The central column is always the same, and the first verse is written atop the branches of the menorah, in the form of flames emerging from their cups. The central column represents Shabbat, on which the other six days of creation depend. It is also the Shabbat in years, meaning the shemittah year, and in addition represents Yovel as it is comprised of the 49 letters signifying the years of a full shemittah cycle. This illustrates how in Jewish metaphysics everything branches off a central point, extending to the right and to the left. This is sometimes referred to as “the tree of life.” The illustrations of this principle vary depending on their context, but the basic premise remains the same: One G-d who created everything, and everything divided between two opposing extremes – judgment and mercy, right and left, male and female. The author of our essay explains how everything in the physical universe and the celestial realms is embodied in this single menorah, forming each of its arms as they radiate off of the center.

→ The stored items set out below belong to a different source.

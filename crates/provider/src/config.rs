//! Provider configuration
//!
//! Values come from the provider block first, then `JUJU_*` environment
//! variables, then the Juju CLI's client store for the current controller.

use std::collections::BTreeMap;
use std::path::Path;

use juju_common::Login;
use serde::{Deserialize, Serialize};
use tracing::debug;

use crate::diag::{AttributePath, Diagnostics};
use crate::schema::{Attribute, Block, Schema};
use crate::state::{get_optional_bool_attr, get_optional_string_attr, Value};

/// Resolved provider configuration
#[derive(Debug, Clone, Default, PartialEq, Eq, Serialize, Deserialize)]
pub struct ProviderConfig {
    /// Controller API endpoints, `host:port`
    pub controller_addresses: Vec<String>,

    pub username: Option<String>,

    #[serde(skip_serializing)]
    pub password: Option<String>,

    /// PEM encoded controller CA certificate
    pub ca_certificate: Option<String>,

    /// JAAS service account
    pub client_id: Option<String>,

    #[serde(skip_serializing)]
    pub client_secret: Option<String>,

    /// Report failed deletions as warnings and drop the resource from state
    pub skip_failed_deletion: bool,
}

pub fn provider_schema() -> Schema {
    Schema::new(
        Block::new()
            .description("The provider for managing Juju controllers, models and applications.")
            .attribute(
                Attribute::string("controller_addresses")
                    .optional()
                    .description("Comma separated controller API addresses (host:port). Can also be set with JUJU_CONTROLLER_ADDRESSES."),
            )
            .attribute(
                Attribute::string("username")
                    .optional()
                    .description("Controller username. Can also be set with JUJU_USERNAME."),
            )
            .attribute(
                Attribute::string("password")
                    .optional()
                    .sensitive()
                    .description("Controller password. Can also be set with JUJU_PASSWORD."),
            )
            .attribute(
                Attribute::string("ca_certificate")
                    .optional()
                    .description("Controller CA certificate in PEM format. Can also be set with JUJU_CA_CERT."),
            )
            .attribute(
                Attribute::string("client_id")
                    .optional()
                    .description("JAAS service account client ID. Can also be set with JUJU_CLIENT_ID."),
            )
            .attribute(
                Attribute::string("client_secret")
                    .optional()
                    .sensitive()
                    .description("JAAS service account client secret. Can also be set with JUJU_CLIENT_SECRET."),
            )
            .attribute(
                Attribute::bool("skip_failed_deletion")
                    .optional()
                    .description("Turn errors on resource deletion into warnings. Can also be set with JUJU_SKIP_FAILED_DELETION."),
            ),
    )
}

fn split_addresses(raw: &str) -> Vec<String> {
    raw.split(',').map(str::trim).filter(|s| !s.is_empty()).map(String::from).collect()
}

#[derive(Debug, Default, Deserialize)]
struct ControllersFile {
    #[serde(default)]
    controllers: BTreeMap<String, ControllerEntry>,
    #[serde(rename = "current-controller")]
    current_controller: Option<String>,
}

#[derive(Debug, Default, Deserialize)]
struct ControllerEntry {
    #[serde(rename = "api-endpoints", default)]
    api_endpoints: Vec<String>,
    #[serde(rename = "ca-cert")]
    ca_cert: Option<String>,
}

#[derive(Debug, Default, Deserialize)]
struct AccountsFile {
    #[serde(default)]
    controllers: BTreeMap<String, AccountEntry>,
}

#[derive(Debug, Default, Deserialize)]
struct AccountEntry {
    user: Option<String>,
    password: Option<String>,
}

impl ProviderConfig {
    /// Read the provider block. Unknown values count as unset.
    pub fn from_value(value: &Value) -> Self {
        Self {
            controller_addresses: get_optional_string_attr(value, "controller_addresses")
                .map(|raw| split_addresses(&raw))
                .unwrap_or_default(),
            username: get_optional_string_attr(value, "username"),
            password: get_optional_string_attr(value, "password"),
            ca_certificate: get_optional_string_attr(value, "ca_certificate"),
            client_id: get_optional_string_attr(value, "client_id"),
            client_secret: get_optional_string_attr(value, "client_secret"),
            skip_failed_deletion: get_optional_bool_attr(value, "skip_failed_deletion").unwrap_or(false),
        }
    }

    /// Fill unset fields from environment variables.
    pub fn apply_env(&mut self, lookup: impl Fn(&str) -> Option<String>) {
        let get = |key: &str| lookup(key).filter(|v| !v.is_empty());

        if self.controller_addresses.is_empty() {
            if let Some(raw) = get("JUJU_CONTROLLER_ADDRESSES") {
                self.controller_addresses = split_addresses(&raw);
            }
        }
        self.ca_certificate = self.ca_certificate.take().or_else(|| get("JUJU_CA_CERT"));

        // The login kind is settled by the block, then by the environment.
        // Only the matching pair is filled from the environment.
        let client_login = if self.has_client_login() || self.has_password_login() {
            self.has_client_login()
        } else {
            get("JUJU_CLIENT_ID").is_some() || get("JUJU_CLIENT_SECRET").is_some()
        };
        if client_login {
            self.client_id = self.client_id.take().or_else(|| get("JUJU_CLIENT_ID"));
            self.client_secret = self.client_secret.take().or_else(|| get("JUJU_CLIENT_SECRET"));
        } else {
            self.username = self.username.take().or_else(|| get("JUJU_USERNAME"));
            self.password = self.password.take().or_else(|| get("JUJU_PASSWORD"));
        }
        if !self.skip_failed_deletion {
            self.skip_failed_deletion = get("JUJU_SKIP_FAILED_DELETION").map_or(false, |v| v == "true" || v == "1");
        }
    }

    /// Fill unset fields from the Juju CLI's `controllers.yaml` and
    /// `accounts.yaml` for the current controller. Missing files are fine.
    pub fn merge_juju_cli(&mut self, data_dir: &Path) -> anyhow::Result<()> {
        let controllers_path = data_dir.join("controllers.yaml");
        if !controllers_path.exists() {
            return Ok(());
        }
        let controllers: ControllersFile = serde_yaml::from_str(&std::fs::read_to_string(&controllers_path)?)?;
        let Some(current) = controllers.current_controller else {
            return Ok(());
        };
        debug!(controller = %current, "Reading Juju CLI client store");

        if let Some(entry) = controllers.controllers.get(&current) {
            if self.controller_addresses.is_empty() {
                self.controller_addresses = entry.api_endpoints.clone();
            }
            if self.ca_certificate.is_none() {
                self.ca_certificate = entry.ca_cert.clone();
            }
        }

        // Service account logins never fall back to CLI user credentials
        if self.has_client_login() {
            return Ok(());
        }
        let accounts_path = data_dir.join("accounts.yaml");
        if !accounts_path.exists() {
            return Ok(());
        }
        let accounts: AccountsFile = serde_yaml::from_str(&std::fs::read_to_string(&accounts_path)?)?;
        if let Some(account) = accounts.controllers.get(&current) {
            if self.username.is_none() {
                self.username = account.user.clone();
            }
            if self.password.is_none() {
                self.password = account.password.clone();
            }
        }
        Ok(())
    }

    fn has_password_login(&self) -> bool {
        self.username.is_some() || self.password.is_some()
    }

    fn has_client_login(&self) -> bool {
        self.client_id.is_some() || self.client_secret.is_some()
    }

    /// Check the configuration as written in the provider block.
    pub fn validate(&self, diags: &mut Diagnostics) {
        if self.has_password_login() && self.has_client_login() {
            diags.error(
                "Invalid Provider Configuration",
                "Only one of username/password or client_id/client_secret may be set.",
            );
        }
        for (set, name, other) in [
            (self.client_id.is_some() && self.client_secret.is_none(), "client_id", "client_secret"),
            (self.client_secret.is_some() && self.client_id.is_none(), "client_secret", "client_id"),
        ] {
            if set {
                diags.attribute_error(
                    &AttributePath::root(name),
                    "Invalid Provider Configuration",
                    format!("{name} requires {other} to be set as well."),
                );
            }
        }
    }

    /// The login to use, once every source has been merged.
    pub fn login(&self) -> Result<Login, String> {
        match (&self.client_id, &self.client_secret, &self.username, &self.password) {
            (Some(client_id), Some(client_secret), _, _) => Ok(Login::ClientCredentials {
                client_id: client_id.clone(),
                client_secret: client_secret.clone(),
            }),
            (None, None, Some(username), Some(password)) => Ok(Login::Password {
                username: username.clone(),
                password: password.clone(),
            }),
            _ => Err(
                "no credentials found: set username and password, or client_id and client_secret, \
                 in the provider block or the environment"
                    .to_string(),
            ),
        }
    }
}

#[cfg(test)]
mod tests {
    use super::*;
    use crate::state::{make_state, string_value};

    fn env(vars: &[(&str, &str)]) -> impl Fn(&str) -> Option<String> {
        let vars: BTreeMap<String, String> = vars.iter().map(|(k, v)| (k.to_string(), v.to_string())).collect();
        move |key| vars.get(key).cloned()
    }

    #[test]
    fn test_provider_block_wins_over_environment() {
        let mut config = ProviderConfig::from_value(&make_state(vec![
            ("controller_addresses", string_value("10.0.0.1:17070, 10.0.0.2:17070")),
            ("username", string_value("admin")),
        ]));
        config.apply_env(env(&[
            ("JUJU_CONTROLLER_ADDRESSES", "192.168.1.1:17070"),
            ("JUJU_USERNAME", "bob"),
            ("JUJU_PASSWORD", "secret"),
            ("JUJU_SKIP_FAILED_DELETION", "true"),
        ]));

        assert_eq!(config.controller_addresses, vec!["10.0.0.1:17070", "10.0.0.2:17070"]);
        assert_eq!(config.username.as_deref(), Some("admin"));
        assert_eq!(config.password.as_deref(), Some("secret"));
        assert!(config.skip_failed_deletion);
    }

    #[test]
    fn test_environment_follows_block_login_kind() {
        let mut config = ProviderConfig::from_value(&make_state(vec![
            ("client_id", string_value("svc")),
            ("client_secret", string_value("shh")),
        ]));
        config.apply_env(env(&[("JUJU_USERNAME", "admin"), ("JUJU_PASSWORD", "pw")]));
        assert_eq!(config.username, None);
        assert_eq!(config.password, None);
        let mut diags = Diagnostics::new();
        config.validate(&mut diags);
        assert!(diags.is_empty());

        let mut config = ProviderConfig::from_value(&make_state(vec![("password", string_value("pw"))]));
        config.apply_env(env(&[
            ("JUJU_USERNAME", "admin"),
            ("JUJU_CLIENT_ID", "svc"),
            ("JUJU_CLIENT_SECRET", "shh"),
        ]));
        assert_eq!(config.client_id, None);
        assert_eq!(config.client_secret, None);
        assert_eq!(
            config.login(),
            Ok(Login::Password {
                username: "admin".to_string(),
                password: "pw".to_string()
            })
        );
    }

    #[test]
    fn test_environment_picks_login_kind_when_block_has_none() {
        let mut config = ProviderConfig::default();
        config.apply_env(env(&[
            ("JUJU_USERNAME", "admin"),
            ("JUJU_PASSWORD", "pw"),
            ("JUJU_CLIENT_ID", "svc"),
            ("JUJU_CLIENT_SECRET", "shh"),
        ]));
        assert_eq!(config.username, None);
        assert_eq!(
            config.login(),
            Ok(Login::ClientCredentials {
                client_id: "svc".to_string(),
                client_secret: "shh".to_string()
            })
        );
    }

    #[test]
    fn test_merge_juju_cli_current_controller() {
        let dir = tempfile::tempdir().unwrap();
        std::fs::write(
            dir.path().join("controllers.yaml"),
            "controllers:\n  lxd:\n    api-endpoints: ['10.0.0.9:17070']\n    ca-cert: CERT\ncurrent-controller: lxd\n",
        )
        .unwrap();
        std::fs::write(
            dir.path().join("accounts.yaml"),
            "controllers:\n  lxd:\n    user: admin\n    password: hunter2\n",
        )
        .unwrap();

        let mut config = ProviderConfig::default();
        config.merge_juju_cli(dir.path()).unwrap();
        assert_eq!(config.controller_addresses, vec!["10.0.0.9:17070"]);
        assert_eq!(config.ca_certificate.as_deref(), Some("CERT"));
        assert_eq!(
            config.login(),
            Ok(Login::Password {
                username: "admin".to_string(),
                password: "hunter2".to_string()
            })
        );
    }

    #[test]
    fn test_missing_cli_store_is_fine() {
        let dir = tempfile::tempdir().unwrap();
        let mut config = ProviderConfig::default();
        config.merge_juju_cli(dir.path()).unwrap();
        assert_eq!(config, ProviderConfig::default());
        assert!(config.login().is_err());
    }

    #[test]
    fn test_mixed_logins_rejected() {
        let config = ProviderConfig {
            username: Some("admin".into()),
            client_id: Some("svc".into()),
            ..Default::default()
        };
        let mut diags = Diagnostics::new();
        config.validate(&mut diags);
        assert!(diags.has_error());
        assert_eq!(diags.len(), 2);
    }
}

The menorah in the Mishkan represented the light of Divine Wisdom emanating into the physical universe, and this depiction of the menorah, attributed to David HaMelech himself, provides a more nuanced view of how this occurs in practice. For example, the outermost arms each consist of seven words. The right side represents time as ordained by Hashem – the seven planets in their circuits or seven days of the week. The left side is time as it is counted by Israel redeemed in our land – seven shemittah cycles that are followed by the Yovel. But as depicted in the diagram, the preceding years are not concluded by Yovel so much as they revolve around it.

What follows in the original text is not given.